Data items:
== == ==
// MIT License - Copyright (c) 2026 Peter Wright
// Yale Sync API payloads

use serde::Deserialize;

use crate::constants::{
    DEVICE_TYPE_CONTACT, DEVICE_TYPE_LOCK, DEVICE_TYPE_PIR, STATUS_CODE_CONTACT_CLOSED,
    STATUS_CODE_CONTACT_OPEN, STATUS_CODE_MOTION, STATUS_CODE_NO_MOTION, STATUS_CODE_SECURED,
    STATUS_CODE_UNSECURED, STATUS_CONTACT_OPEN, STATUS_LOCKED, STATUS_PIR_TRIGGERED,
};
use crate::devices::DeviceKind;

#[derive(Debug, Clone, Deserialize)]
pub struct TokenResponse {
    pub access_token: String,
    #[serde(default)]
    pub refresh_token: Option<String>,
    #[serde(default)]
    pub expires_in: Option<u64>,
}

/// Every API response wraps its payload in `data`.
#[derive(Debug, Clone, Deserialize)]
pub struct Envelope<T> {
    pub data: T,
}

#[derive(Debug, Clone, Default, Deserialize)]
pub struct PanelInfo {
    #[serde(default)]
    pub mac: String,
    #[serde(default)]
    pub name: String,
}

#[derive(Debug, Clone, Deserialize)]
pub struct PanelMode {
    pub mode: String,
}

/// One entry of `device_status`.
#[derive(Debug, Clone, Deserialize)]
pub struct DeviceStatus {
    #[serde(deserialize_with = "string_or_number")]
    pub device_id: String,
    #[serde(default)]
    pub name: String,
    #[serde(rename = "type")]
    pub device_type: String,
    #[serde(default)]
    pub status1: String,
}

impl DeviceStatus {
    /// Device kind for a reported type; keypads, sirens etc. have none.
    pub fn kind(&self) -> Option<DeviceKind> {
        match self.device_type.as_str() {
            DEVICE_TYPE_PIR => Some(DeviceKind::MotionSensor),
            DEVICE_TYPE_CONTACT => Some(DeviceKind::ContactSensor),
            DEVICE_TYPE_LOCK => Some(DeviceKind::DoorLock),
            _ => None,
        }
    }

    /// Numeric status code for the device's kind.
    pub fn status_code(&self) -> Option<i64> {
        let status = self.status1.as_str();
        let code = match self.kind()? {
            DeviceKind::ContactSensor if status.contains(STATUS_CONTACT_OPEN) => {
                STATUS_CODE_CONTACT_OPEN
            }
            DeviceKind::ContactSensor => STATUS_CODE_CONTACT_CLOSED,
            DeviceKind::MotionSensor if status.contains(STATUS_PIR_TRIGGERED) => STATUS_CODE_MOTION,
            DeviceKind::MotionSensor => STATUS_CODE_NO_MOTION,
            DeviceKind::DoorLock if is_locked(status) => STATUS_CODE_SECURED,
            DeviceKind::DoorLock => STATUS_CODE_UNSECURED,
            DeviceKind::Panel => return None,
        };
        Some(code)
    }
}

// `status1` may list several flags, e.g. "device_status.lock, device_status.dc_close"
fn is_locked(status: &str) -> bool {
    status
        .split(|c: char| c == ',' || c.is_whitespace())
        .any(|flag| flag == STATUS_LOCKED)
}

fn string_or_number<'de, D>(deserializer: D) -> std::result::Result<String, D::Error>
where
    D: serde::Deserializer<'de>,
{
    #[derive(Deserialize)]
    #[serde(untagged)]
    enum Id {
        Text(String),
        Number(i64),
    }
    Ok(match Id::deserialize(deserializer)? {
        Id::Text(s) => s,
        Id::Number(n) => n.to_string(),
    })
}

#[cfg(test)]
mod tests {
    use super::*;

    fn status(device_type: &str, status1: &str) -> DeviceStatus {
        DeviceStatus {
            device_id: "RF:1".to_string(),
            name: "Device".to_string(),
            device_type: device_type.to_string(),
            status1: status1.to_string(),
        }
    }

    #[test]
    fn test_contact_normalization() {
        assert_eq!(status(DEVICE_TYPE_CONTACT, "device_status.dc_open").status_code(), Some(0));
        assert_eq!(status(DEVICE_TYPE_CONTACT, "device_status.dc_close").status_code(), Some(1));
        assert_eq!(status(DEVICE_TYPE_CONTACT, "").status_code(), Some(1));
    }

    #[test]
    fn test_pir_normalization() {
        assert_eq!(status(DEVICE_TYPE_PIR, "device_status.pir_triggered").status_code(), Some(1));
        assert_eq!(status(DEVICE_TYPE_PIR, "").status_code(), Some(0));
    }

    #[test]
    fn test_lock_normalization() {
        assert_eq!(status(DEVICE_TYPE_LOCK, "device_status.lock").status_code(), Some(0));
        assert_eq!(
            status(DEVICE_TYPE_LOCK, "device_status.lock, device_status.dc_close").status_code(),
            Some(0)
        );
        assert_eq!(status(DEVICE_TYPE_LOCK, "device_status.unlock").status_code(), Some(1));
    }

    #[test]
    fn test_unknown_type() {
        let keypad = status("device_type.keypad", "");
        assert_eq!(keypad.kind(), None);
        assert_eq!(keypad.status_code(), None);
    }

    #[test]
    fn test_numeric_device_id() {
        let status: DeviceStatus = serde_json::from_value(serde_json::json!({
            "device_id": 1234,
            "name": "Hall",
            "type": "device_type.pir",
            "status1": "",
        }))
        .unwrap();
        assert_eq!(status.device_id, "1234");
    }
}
== == ==
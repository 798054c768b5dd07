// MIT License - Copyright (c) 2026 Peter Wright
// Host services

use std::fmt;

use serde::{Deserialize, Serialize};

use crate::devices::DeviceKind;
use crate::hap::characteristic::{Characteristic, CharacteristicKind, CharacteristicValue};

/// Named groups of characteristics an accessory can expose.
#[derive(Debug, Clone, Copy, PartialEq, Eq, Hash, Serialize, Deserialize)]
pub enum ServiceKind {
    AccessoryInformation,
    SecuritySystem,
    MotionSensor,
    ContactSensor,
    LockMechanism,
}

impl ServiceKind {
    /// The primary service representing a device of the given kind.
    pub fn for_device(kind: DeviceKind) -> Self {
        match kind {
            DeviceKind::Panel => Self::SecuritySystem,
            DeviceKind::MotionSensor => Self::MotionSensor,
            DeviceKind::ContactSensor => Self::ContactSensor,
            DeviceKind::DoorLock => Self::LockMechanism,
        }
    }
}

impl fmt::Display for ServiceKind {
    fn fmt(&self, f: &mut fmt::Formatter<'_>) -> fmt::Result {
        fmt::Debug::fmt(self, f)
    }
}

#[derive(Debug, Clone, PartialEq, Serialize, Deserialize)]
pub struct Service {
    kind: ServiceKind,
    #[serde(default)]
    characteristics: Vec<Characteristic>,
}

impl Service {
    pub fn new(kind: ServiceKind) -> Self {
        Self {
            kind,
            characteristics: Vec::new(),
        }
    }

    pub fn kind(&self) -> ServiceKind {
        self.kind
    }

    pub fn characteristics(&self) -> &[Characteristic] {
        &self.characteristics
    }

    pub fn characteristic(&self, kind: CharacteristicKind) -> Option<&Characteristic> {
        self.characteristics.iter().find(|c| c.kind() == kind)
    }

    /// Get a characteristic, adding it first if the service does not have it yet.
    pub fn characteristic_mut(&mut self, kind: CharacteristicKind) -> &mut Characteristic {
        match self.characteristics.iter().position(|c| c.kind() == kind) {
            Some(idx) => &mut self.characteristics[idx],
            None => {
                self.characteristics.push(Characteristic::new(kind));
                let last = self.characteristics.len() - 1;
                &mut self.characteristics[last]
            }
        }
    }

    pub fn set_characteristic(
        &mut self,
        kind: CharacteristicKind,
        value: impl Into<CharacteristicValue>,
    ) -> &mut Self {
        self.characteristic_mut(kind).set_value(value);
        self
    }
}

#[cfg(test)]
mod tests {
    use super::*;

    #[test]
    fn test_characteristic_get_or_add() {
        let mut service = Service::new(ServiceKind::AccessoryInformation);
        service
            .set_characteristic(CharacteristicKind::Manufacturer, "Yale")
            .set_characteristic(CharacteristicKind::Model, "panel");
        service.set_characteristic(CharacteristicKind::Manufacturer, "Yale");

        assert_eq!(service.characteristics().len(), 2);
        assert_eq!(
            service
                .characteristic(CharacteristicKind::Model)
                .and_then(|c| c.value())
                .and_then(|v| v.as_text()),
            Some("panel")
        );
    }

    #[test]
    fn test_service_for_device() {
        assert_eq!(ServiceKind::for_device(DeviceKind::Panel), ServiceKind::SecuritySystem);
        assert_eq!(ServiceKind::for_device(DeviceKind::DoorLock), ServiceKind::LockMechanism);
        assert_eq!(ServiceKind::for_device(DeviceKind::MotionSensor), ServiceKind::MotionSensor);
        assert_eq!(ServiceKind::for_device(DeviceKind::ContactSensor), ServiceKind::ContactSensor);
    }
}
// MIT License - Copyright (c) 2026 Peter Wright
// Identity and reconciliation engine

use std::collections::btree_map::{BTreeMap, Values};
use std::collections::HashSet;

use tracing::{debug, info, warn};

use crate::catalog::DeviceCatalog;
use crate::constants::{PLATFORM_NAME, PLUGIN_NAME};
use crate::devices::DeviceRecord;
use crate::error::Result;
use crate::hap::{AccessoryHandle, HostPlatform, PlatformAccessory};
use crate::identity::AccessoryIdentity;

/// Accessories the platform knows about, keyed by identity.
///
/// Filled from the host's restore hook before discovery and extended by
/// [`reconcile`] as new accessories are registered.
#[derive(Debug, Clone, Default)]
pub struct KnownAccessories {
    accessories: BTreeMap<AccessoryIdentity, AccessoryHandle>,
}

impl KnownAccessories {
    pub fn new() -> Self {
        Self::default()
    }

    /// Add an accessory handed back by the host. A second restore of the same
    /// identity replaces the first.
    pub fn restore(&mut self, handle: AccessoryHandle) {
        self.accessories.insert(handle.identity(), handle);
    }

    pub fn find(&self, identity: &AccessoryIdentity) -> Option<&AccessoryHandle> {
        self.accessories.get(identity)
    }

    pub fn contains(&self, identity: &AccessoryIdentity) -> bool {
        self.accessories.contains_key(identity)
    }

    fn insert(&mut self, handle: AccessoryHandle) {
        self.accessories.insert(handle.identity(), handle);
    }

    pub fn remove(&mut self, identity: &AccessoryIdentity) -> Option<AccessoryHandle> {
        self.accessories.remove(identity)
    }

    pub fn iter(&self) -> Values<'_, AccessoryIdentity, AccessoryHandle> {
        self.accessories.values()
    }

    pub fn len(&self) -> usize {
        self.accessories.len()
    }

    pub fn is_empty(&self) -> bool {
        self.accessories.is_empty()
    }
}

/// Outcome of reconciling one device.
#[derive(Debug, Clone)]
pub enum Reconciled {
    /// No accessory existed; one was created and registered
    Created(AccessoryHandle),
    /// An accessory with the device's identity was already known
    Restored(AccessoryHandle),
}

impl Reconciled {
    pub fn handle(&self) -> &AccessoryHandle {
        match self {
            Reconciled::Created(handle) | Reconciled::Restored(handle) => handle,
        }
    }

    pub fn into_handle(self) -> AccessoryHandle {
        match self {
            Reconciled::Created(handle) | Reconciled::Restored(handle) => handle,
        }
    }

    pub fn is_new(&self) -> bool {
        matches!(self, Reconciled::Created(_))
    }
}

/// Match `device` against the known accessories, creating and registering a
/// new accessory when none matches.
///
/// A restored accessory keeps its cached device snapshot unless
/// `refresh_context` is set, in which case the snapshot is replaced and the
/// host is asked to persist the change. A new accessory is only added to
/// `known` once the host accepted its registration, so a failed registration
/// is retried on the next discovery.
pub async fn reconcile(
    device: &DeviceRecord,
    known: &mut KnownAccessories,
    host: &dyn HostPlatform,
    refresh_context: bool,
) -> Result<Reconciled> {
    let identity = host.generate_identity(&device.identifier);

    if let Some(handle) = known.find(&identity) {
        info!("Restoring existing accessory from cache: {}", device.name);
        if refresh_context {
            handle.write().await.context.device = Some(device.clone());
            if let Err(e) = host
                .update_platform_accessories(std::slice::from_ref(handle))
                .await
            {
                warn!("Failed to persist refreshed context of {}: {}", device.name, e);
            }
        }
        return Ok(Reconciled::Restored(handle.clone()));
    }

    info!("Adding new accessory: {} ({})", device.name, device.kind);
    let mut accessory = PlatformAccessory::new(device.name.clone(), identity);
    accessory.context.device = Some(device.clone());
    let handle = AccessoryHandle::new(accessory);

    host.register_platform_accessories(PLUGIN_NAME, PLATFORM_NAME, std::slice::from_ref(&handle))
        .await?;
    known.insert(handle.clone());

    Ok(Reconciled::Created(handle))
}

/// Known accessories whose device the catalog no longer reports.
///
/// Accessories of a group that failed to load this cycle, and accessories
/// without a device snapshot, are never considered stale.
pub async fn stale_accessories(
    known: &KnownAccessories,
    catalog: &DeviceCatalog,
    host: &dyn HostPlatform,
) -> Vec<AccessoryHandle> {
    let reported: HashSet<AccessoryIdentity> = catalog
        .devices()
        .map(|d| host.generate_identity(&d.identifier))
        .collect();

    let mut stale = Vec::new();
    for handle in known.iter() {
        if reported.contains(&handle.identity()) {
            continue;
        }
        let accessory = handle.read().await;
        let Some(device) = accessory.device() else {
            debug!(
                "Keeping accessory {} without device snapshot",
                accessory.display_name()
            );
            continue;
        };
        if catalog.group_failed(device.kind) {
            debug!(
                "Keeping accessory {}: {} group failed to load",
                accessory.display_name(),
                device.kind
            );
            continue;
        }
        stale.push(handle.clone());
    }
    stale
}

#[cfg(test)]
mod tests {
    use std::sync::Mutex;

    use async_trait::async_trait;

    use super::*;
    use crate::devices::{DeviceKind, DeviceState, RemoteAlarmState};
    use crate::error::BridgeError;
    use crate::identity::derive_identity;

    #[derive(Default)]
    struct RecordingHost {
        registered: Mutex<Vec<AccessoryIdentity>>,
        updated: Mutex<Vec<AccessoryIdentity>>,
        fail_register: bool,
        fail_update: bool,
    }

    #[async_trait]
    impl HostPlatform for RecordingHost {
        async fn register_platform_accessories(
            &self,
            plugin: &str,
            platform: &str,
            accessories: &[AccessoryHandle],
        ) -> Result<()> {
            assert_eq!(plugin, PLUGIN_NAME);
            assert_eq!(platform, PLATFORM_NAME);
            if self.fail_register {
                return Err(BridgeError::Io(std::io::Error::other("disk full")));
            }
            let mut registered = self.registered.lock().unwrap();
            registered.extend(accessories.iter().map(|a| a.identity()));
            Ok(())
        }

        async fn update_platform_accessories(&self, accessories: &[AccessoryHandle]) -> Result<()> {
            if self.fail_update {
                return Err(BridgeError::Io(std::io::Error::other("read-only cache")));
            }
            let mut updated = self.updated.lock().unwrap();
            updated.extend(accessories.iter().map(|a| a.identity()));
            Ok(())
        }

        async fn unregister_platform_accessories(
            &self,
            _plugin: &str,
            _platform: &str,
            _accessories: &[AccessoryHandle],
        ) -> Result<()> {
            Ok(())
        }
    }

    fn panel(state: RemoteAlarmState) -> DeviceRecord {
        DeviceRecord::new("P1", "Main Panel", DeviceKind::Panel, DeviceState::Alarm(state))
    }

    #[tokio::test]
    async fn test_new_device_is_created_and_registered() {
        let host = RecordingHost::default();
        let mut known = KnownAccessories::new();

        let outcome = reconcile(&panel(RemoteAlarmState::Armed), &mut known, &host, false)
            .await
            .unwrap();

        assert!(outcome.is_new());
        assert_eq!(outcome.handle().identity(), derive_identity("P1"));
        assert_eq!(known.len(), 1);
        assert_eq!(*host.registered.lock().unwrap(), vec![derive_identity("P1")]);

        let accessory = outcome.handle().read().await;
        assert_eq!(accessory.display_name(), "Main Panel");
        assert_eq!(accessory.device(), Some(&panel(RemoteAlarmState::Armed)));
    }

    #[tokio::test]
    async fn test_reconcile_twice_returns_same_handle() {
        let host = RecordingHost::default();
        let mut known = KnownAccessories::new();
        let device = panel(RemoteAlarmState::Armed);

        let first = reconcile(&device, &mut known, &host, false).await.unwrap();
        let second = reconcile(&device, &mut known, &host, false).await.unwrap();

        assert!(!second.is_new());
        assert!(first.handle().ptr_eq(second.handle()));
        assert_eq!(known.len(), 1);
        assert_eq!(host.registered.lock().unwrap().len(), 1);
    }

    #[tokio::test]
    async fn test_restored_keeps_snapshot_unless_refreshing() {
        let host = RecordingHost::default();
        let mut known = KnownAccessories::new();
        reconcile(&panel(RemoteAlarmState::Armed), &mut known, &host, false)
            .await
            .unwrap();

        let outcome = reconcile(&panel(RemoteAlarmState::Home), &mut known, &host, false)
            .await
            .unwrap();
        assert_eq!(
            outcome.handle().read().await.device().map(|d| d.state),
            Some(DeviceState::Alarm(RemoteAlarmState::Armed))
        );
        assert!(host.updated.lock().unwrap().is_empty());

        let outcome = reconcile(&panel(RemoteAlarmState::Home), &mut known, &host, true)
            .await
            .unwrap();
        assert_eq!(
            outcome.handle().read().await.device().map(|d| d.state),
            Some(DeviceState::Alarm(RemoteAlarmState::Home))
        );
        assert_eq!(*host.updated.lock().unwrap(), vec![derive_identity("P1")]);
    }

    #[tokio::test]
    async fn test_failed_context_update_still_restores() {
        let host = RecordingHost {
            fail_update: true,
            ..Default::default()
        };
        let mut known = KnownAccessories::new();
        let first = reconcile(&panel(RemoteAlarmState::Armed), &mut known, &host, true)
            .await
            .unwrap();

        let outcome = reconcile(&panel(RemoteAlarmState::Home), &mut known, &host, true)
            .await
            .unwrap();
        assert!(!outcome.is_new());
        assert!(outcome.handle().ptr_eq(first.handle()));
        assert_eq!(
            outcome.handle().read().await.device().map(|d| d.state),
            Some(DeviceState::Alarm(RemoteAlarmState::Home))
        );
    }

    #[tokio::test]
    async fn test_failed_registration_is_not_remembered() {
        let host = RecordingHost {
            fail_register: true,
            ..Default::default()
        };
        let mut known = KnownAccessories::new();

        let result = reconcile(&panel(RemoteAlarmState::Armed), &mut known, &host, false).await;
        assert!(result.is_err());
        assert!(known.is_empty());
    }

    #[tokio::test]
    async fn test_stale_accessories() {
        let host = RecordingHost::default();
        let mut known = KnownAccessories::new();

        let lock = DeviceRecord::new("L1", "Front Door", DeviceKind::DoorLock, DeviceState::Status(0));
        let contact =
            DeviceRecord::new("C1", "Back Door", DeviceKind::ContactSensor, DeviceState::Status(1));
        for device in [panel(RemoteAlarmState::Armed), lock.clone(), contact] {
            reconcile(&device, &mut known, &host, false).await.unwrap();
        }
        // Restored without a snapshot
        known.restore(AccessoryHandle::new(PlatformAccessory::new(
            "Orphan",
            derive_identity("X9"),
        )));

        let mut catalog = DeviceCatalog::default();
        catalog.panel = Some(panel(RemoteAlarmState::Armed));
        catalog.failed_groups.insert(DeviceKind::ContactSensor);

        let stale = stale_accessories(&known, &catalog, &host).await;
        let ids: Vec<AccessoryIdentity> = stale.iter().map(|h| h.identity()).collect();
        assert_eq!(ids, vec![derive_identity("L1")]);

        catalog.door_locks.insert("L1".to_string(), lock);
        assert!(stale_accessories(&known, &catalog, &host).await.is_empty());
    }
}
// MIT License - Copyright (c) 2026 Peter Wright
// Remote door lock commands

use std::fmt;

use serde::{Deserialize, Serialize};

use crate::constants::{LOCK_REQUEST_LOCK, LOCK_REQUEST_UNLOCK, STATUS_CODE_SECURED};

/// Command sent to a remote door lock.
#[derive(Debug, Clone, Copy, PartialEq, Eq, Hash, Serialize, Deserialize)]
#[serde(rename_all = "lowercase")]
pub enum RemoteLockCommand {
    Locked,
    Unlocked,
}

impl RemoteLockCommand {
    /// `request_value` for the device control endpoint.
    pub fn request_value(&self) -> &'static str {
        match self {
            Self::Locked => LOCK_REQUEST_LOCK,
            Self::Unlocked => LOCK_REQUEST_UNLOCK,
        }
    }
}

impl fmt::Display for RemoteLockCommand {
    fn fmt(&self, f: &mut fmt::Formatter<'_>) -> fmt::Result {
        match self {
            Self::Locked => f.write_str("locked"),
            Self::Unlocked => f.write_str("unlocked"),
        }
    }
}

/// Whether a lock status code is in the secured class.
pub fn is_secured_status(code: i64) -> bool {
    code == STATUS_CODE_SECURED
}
== == ==
Problem to work on:
Could you copy every line in the records that holds "AccessoryInformation"?

Solution to the exercise:
    AccessoryInformation,
        let mut service = Service::new(ServiceKind::AccessoryInformation);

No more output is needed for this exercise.